By the Court.—Judgment affirmed.
This opinion will not be published. Wis. Stat. Rule 809.23(1)(b)4.
[1] This appeal is decided by one judge pursuant to Wis. Stat. § 752.31(2)(f) (2007-08). All references to the Wisconsin Statutes are to the 2007-08 version unless otherwise noted.
[2] I
recognize that the investigator testified that his knowledge of Wittmershaus’s
prior OWIs was secondhand. Specifically,
the investigator stated that he knew about the prior OWIs from both friends and
other law enforcement officers who had picked up Wittmershaus for drunk
driving. Although the argument is
undeveloped, Wittmershaus seems to be asserting that the officer’s knowledge
cannot be considered unless it is firsthand.

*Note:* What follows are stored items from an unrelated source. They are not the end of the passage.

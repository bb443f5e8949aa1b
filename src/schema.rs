//! The operation kind enumeration and the process-wide operation schema
//! registry: per-kind rules for operand/result arity and attribute shape.

use std::collections::HashMap;
use std::sync::OnceLock;

use crate::ir::AttributeKind;

/// The closed enumeration of hardware operator kinds GRH understands.
///
/// Table-driven rather than dispatched through a trait hierarchy: every
/// per-kind rule lives in [`operation_spec`] or the verifier's per-kind
/// cross-check match arms, not in methods on this type.
#[derive(Debug, Copy, Clone, PartialEq, Eq, Hash)]
#[non_exhaustive]
pub enum OperationKind {
    // Binary arithmetic / logic / compare.
    Add,
    Sub,
    Mul,
    Div,
    Mod,
    Eq,
    Ne,
    Lt,
    Le,
    Gt,
    Ge,
    And,
    Or,
    Xor,
    Xnor,
    LogicAnd,
    LogicOr,
    Shl,
    LShr,
    AShr,
    // Unary.
    Not,
    LogicNot,
    ReduceAnd,
    ReduceOr,
    ReduceXor,
    ReduceNor,
    ReduceNand,
    ReduceXnor,
    // Constants, selects, bit manipulation.
    Constant,
    Mux,
    Assign,
    Concat,
    Replicate,
    SliceStatic,
    SliceDynamic,
    SliceArray,
    // Latches and registers.
    Latch,
    LatchArst,
    Register,
    RegisterEn,
    RegisterRst,
    RegisterEnRst,
    RegisterArst,
    RegisterEnArst,
    // Memories.
    Memory,
    MemoryAsyncReadPort,
    MemorySyncReadPort,
    MemorySyncReadPortRst,
    MemorySyncReadPortArst,
    MemoryWritePort,
    MemoryWritePortRst,
    MemoryWritePortArst,
    MemoryMaskWritePort,
    MemoryMaskWritePortRst,
    MemoryMaskWritePortArst,
    // Module instantiation.
    Instance,
    Blackbox,
    // Simulation constructs.
    Display,
    Assert,
    // External function calls.
    DpicImport,
    DpicCall,
}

That assertion is wrong. Probable
cause “may be predicated in part upon hearsay information, and the officer may
rely on the collective knowledge of the officer’s entire department.” State v. Kutz, 2003 WI App 205, ¶12,
267
[3] The State relies on the fact that Wittmershaus mumbled when the investigator spoke to him. Given the extent of Wittmershaus’s injuries, however, I am not persuaded that this fact adds to the probable cause analysis.